YOUR INSTRUCTIONS —
Locate all lines in the data below that hold "RupeeConversionError" and show them.

=-=-=-=-=

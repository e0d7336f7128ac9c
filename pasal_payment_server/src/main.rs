use dotenvy::dotenv;
use log::info;
use pasal_payment_server::{config::ServerConfig, server::run_server};

#[actix_web::main]
async fn main() {
    dotenv().ok();
    env_logger::init();
    let config = ServerConfig::from_env_or_default();

    info!("🚀️ Starting server on {}:{}", config.host, config.port);
    match run_server(config).await {
        Ok(_) => println!("Bye!"),
        Err(e) => eprintln!("{e}"),
    }
}
use std::{
    fmt::Display,
    iter::Sum,
    ops::{Add, Mul, Neg, Sub, SubAssign},
    str::FromStr,
};

use serde::{Deserialize, Serialize};
use sqlx::Type;
use thiserror::Error;

use crate::op;

pub const NPR_CURRENCY_CODE: &str = "NPR";
pub const NPR_CURRENCY_CODE_LOWER: &str = "npr";

//--------------------------------------        Rupee        ---------------------------------------------------------
/// A monetary amount in Nepalese rupees, stored as an integer number of paisa (1 Re = 100 paisa).
///
/// All financial columns in the database use this representation. Floating point never enters the money path, so
/// repeated recomputation of order totals is exactly reproducible.
#[derive(Debug, Clone, Copy, Default, Type, Ord, PartialOrd, Serialize, Deserialize)]
#[sqlx(transparent)]
pub struct Rupee(i64);

op!(binary Rupee, Add, add);
op!(binary Rupee, Sub, sub);
op!(inplace Rupee, SubAssign, sub_assign);
op!(unary Rupee, Neg, neg);

impl Mul<i64> for Rupee {
    type Output = Self;

    fn mul(self, rhs: i64) -> Self::Output {
        Self(self.0 * rhs)
    }
}

impl Sum for Rupee {
    fn sum<I: Iterator<Item = Self>>(iter: I) -> Self {
        iter.fold(Self::default(), Add::add)
    }
}

#[derive(Debug, Clone, Error)]
#[error("Value cannot be represented in paisa: {0}")]
pub struct RupeeConversionError(String);

impl From<i64> for Rupee {
    fn from(value: i64) -> Self {
        Self(value)
    }
}

impl PartialEq for Rupee {
    fn eq(&self, other: &Self) -> bool {
        self.0 == other.0
    }
}

impl Eq for Rupee {}

impl TryFrom<u64> for Rupee {
    type Error = RupeeConversionError;

    fn try_from(value: u64) -> Result<Self, Self::Error> {
        if value > i64::MAX as u64 {
            Err(RupeeConversionError(format!("Value {} is too large to convert to Rupee", value)))
        } else {
            #[allow(clippy::cast_possible_wrap)]
            Ok(Self(value as i64))
        }
    }
}

impl Display for Rupee {
    fn fmt(&self, f: &mut std::fmt::Formatter<'_>) -> std::fmt::Result {
        write!(f, "Rs {}.{:02}", self.0 / 100, (self.0 % 100).abs())
    }
}

impl Rupee {
    /// The amount in paisa.
    pub fn value(&self) -> i64 {
        self.0
    }

    pub fn from_rupees(rupees: i64) -> Self {
        Self(rupees * 100)
    }

    pub fn is_zero(&self) -> bool {
        self.0 == 0
    }

    /// Multiply by a percentage (in whole percent), rounding to the nearest paisa, half away from zero.
    pub fn percent(&self, pct: u32) -> Self {
        let raw = i128::from(self.0) * i128::from(pct);
        let rounded = (raw + if raw >= 0 { 50 } else { -50 }) / 100;
        #[allow(clippy::cast_possible_truncation)]
        Self(rounded as i64)
    }

    /// Multiply by a rate in basis points (1/100th of a percent), rounding to the nearest paisa.
    pub fn basis_points(&self, bp: u32) -> Self {
        let raw = i128::from(self.0) * i128::from(bp);
        let rounded = (raw + if raw >= 0 { 5_000 } else { -5_000 }) / 10_000;
        #[allow(clippy::cast_possible_truncation)]
        Self(rounded as i64)
    }

    /// Formats the amount as a plain decimal string with two decimals, e.g. "1280.00".
    /// This is the format the eSewa form fields and signature payloads use.
    pub fn to_decimal_string(&self) -> String {
        format!("{}.{:02}", self.0 / 100, (self.0 % 100).abs())
    }
}

/// Parse a decimal string (e.g. "1280.00" or "1280") into paisa. Gateways report amounts as decimal strings.
impl FromStr for Rupee {
    type Err = RupeeConversionError;

    fn from_str(s: &str) -> Result<Self, Self::Err> {
        let mut parts = s.trim().splitn(2, '.');
        let whole =
            parts.next().ok_or_else(|| RupeeConversionError(s.to_string()))?.parse::<i64>().map_err(|e| {
                RupeeConversionError(format!("Invalid amount: {s}. {e}"))
            })?;
        let paisa = match parts.next() {
            None => 0,
            Some(frac) => {
                let frac = format!("{:0<2}", frac);
                if frac.len() > 2 {
                    return Err(RupeeConversionError(format!("Too many decimal places: {s}")));
                }
                frac.parse::<i64>().map_err(|e| RupeeConversionError(format!("Invalid amount: {s}. {e}")))?
            },
        };
        let sign = if whole < 0 { -1 } else { 1 };
        Ok(Self(whole * 100 + sign * paisa))
    }
}

#[cfg(test)]
mod test {
    use super::*;

    #[test]
    fn display() {
        assert_eq!(Rupee::from(128_000).to_string(), "Rs 1280.00");
        assert_eq!(Rupee::from(50).to_string(), "Rs 0.50");
    }

    #[test]
    fn percent_rounds_to_nearest_paisa() {
        assert_eq!(Rupee::from_rupees(900).percent(13), Rupee::from_rupees(117));
        assert_eq!(Rupee::from(101).percent(50), Rupee::from(51));
    }

    #[test]
    fn parse_decimal_strings() {
        assert_eq!("1280.00".parse::<Rupee>().unwrap(), Rupee::from_rupees(1280));
        assert_eq!("1280.5".parse::<Rupee>().unwrap(), Rupee::from(128_050));
        assert_eq!("1280".parse::<Rupee>().unwrap(), Rupee::from_rupees(1280));
        assert!("12.345".parse::<Rupee>().is_err());
        assert!("abc".parse::<Rupee>().is_err());
    }

    #[test]
    fn round_trips_decimal_string() {
        let amount = Rupee::from(128_050);
        assert_eq!(amount.to_decimal_string().parse::<Rupee>().unwrap(), amount);
    }
}
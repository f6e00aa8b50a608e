use repochat_logging::repochat_debug;

use crate::{AppState, Effect, Msg, Transition};

/// Pure update function: applies a message to state and returns any effects.
pub fn update(mut state: AppState, msg: Msg) -> (AppState, Vec<Effect>) {
    let transition = match msg {
        Msg::AppStarted | Msg::RefreshClicked => state.directory.refresh(),
        Msg::ProjectsLoaded(result) => state.directory.apply(result),
        Msg::IngestSubmitted { url } => state.ingestion.start(&url),
        Msg::CancelClicked => state.ingestion.cancel(),
        Msg::StreamFrame { subscription, raw } => state.ingestion.apply_frame(subscription, &raw),
        Msg::StreamFailed {
            subscription,
            reason,
        } => state.ingestion.fail(subscription, &reason),
        Msg::StreamEnded { subscription } => state.ingestion.ended(subscription),
        Msg::ProjectOpened { project } => state.open_chat(&project),
        Msg::ProjectClosed { project } => state.close_chat(&project),
        Msg::ChatSubmitted { project, text }
            if text.trim().is_empty() && state.chat(&project).is_none() =>
        {
            repochat_debug!("Ignoring empty chat query for unopened project {}", project);
            Transition::unchanged()
        }
        Msg::ChatSubmitted { project, text } => {
            // Asking about a project implies its view is open.
            let opened = state.open_chat(&project);
            match state.chat_mut(&project) {
                Some(chat) => opened.then(chat.send(&text)),
                None => opened,
            }
        }
        Msg::ChatResolved { session, result } => match state.chat_by_session_mut(session) {
            Some(chat) => chat.resolve(result),
            None => {
                repochat_debug!("Dropping chat reply for closed session {}", session);
                Transition::unchanged()
            }
        },
        Msg::NoOp => Transition::unchanged(),
    };

    let transition = if transition.refresh_requested() {
        transition.then(state.directory.refresh())
    } else {
        transition
    };

    if transition.is_changed() {
        state.mark_dirty();
    }
    (state, transition.into_effects())
}
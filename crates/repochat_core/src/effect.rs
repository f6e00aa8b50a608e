use crate::{SessionId, SubscriptionId};

#[derive(Debug, Clone, PartialEq, Eq)]
pub enum Effect {
    FetchProjects,
    OpenProgressStream {
        subscription: SubscriptionId,
        source_url: String,
    },
    CloseProgressStream {
        subscription: SubscriptionId,
    },
    SendChat {
        session: SessionId,
        project: String,
        query: String,
    },
}

/// Result of driving one component operation: effects to run, whether any
/// observable value changed, and whether the directory must be refreshed.
#[derive(Debug, Clone, PartialEq, Eq, Default)]
pub struct Transition {
    effects: Vec<Effect>,
    changed: bool,
    refresh_directory: bool,
}

impl Transition {
    pub fn unchanged() -> Self {
        Self::default()
    }

    pub fn changed() -> Self {
        Self {
            changed: true,
            ..Self::default()
        }
    }

    pub fn with_effect(mut self, effect: Effect) -> Self {
        self.effects.push(effect);
        self
    }

    pub(crate) fn request_refresh(mut self) -> Self {
        self.refresh_directory = true;
        self
    }

    /// Appends `next` after `self`, keeping effect order.
    pub fn then(mut self, next: Transition) -> Self {
        self.effects.extend(next.effects);
        self.changed |= next.changed;
        self.refresh_directory |= next.refresh_directory;
        self
    }

    pub fn effects(&self) -> &[Effect] {
        &self.effects
    }

    pub fn is_changed(&self) -> bool {
        self.changed
    }

    pub fn refresh_requested(&self) -> bool {
        self.refresh_directory
    }

    pub(crate) fn into_effects(self) -> Vec<Effect> {
        self.effects
    }
}
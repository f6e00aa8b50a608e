use repochat_logging::{repochat_debug, repochat_warn};

use crate::{Effect, Transition};

pub type SessionId = u64;

pub const CHAT_FALLBACK_TEXT: &str = "Sorry, I could not find an answer to that.";
pub const CHAT_FAILURE_NOTICE: &str =
    "Error: Unable to reach the chat service. Please try again.";
pub const EMPTY_QUERY_NOTICE: &str = "Please enter a question.";

#[derive(Debug, Clone, Copy, PartialEq, Eq)]
pub enum Sender {
    User,
    Bot,
}

#[derive(Debug, Clone, PartialEq, Eq)]
pub struct ChatMessage {
    pub sender: Sender,
    pub text: String,
}

impl ChatMessage {
    pub fn user(text: impl Into<String>) -> Self {
        Self {
            sender: Sender::User,
            text: text.into(),
        }
    }

    pub fn bot(text: impl Into<String>) -> Self {
        Self {
            sender: Sender::Bot,
            text: text.into(),
        }
    }
}

/// Greeting that seeds every new transcript.
pub fn greeting(project: &str) -> String {
    format!("Hi! Ask me anything about {project}.")
}

/// Transcript and in-flight marker for one project view.
#[derive(Debug, Clone, PartialEq, Eq)]
pub struct ChatSession {
    id: SessionId,
    project: String,
    transcript: Vec<ChatMessage>,
    pending: bool,
    notice: Option<String>,
}

impl ChatSession {
    pub fn new(id: SessionId, project: impl Into<String>) -> Self {
        let project = project.into();
        let transcript = vec![ChatMessage::bot(greeting(&project))];
        Self {
            id,
            project,
            transcript,
            pending: false,
            notice: None,
        }
    }

    pub fn id(&self) -> SessionId {
        self.id
    }

    pub fn project(&self) -> &str {
        &self.project
    }

    pub fn transcript(&self) -> &[ChatMessage] {
        &self.transcript
    }

    pub fn is_pending(&self) -> bool {
        self.pending
    }

    pub fn notice(&self) -> Option<&str> {
        self.notice.as_deref()
    }

    /// Appends the user's question and issues exactly one request. A second
    /// call while a request is pending is rejected without touching the
    /// transcript, whatever the caller's input affordance is doing.
    pub fn send(&mut self, text: &str) -> Transition {
        let query = text.trim();
        if query.is_empty() {
            self.notice = Some(EMPTY_QUERY_NOTICE.to_string());
            return Transition::changed();
        }
        if self.pending {
            repochat_warn!(
                "Rejected chat query for {}: a request is already pending",
                self.project
            );
            return Transition::unchanged();
        }

        self.notice = None;
        self.transcript.push(ChatMessage::user(query));
        self.pending = true;
        Transition::changed().with_effect(Effect::SendChat {
            session: self.id,
            project: self.project.clone(),
            query: query.to_string(),
        })
    }

    /// Appends the single bot reply for the pending request.
    pub fn resolve(&mut self, result: Result<Option<String>, String>) -> Transition {
        if !self.pending {
            repochat_debug!("Dropping chat reply for {}: nothing pending", self.project);
            return Transition::unchanged();
        }

        let reply = match result {
            Ok(Some(text)) if !text.trim().is_empty() => text,
            Ok(_) => CHAT_FALLBACK_TEXT.to_string(),
            Err(reason) => {
                repochat_warn!("Chat request for {} failed: {}", self.project, reason);
                CHAT_FAILURE_NOTICE.to_string()
            }
        };
        self.transcript.push(ChatMessage::bot(reply));
        self.pending = false;
        Transition::changed()
    }
}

=-=-=-=-=

TASK OUTPUT —
pub struct RupeeConversionError(String);
    type Error = RupeeConversionError;
            Err(RupeeConversionError(format!("Value {} is too large to convert to Rupee", value)))
    type Err = RupeeConversionError;
            parts.next().ok_or_else(|| RupeeConversionError(s.to_string()))?.parse::<i64>().map_err(|e| {
                RupeeConversionError(format!("Invalid amount: {s}. {e}"))
                    return Err(RupeeConversionError(format!("Too many decimal places: {s}")));
                frac.parse::<i64>().map_err(|e| RupeeConversionError(format!("Invalid amount: {s}. {e}")))?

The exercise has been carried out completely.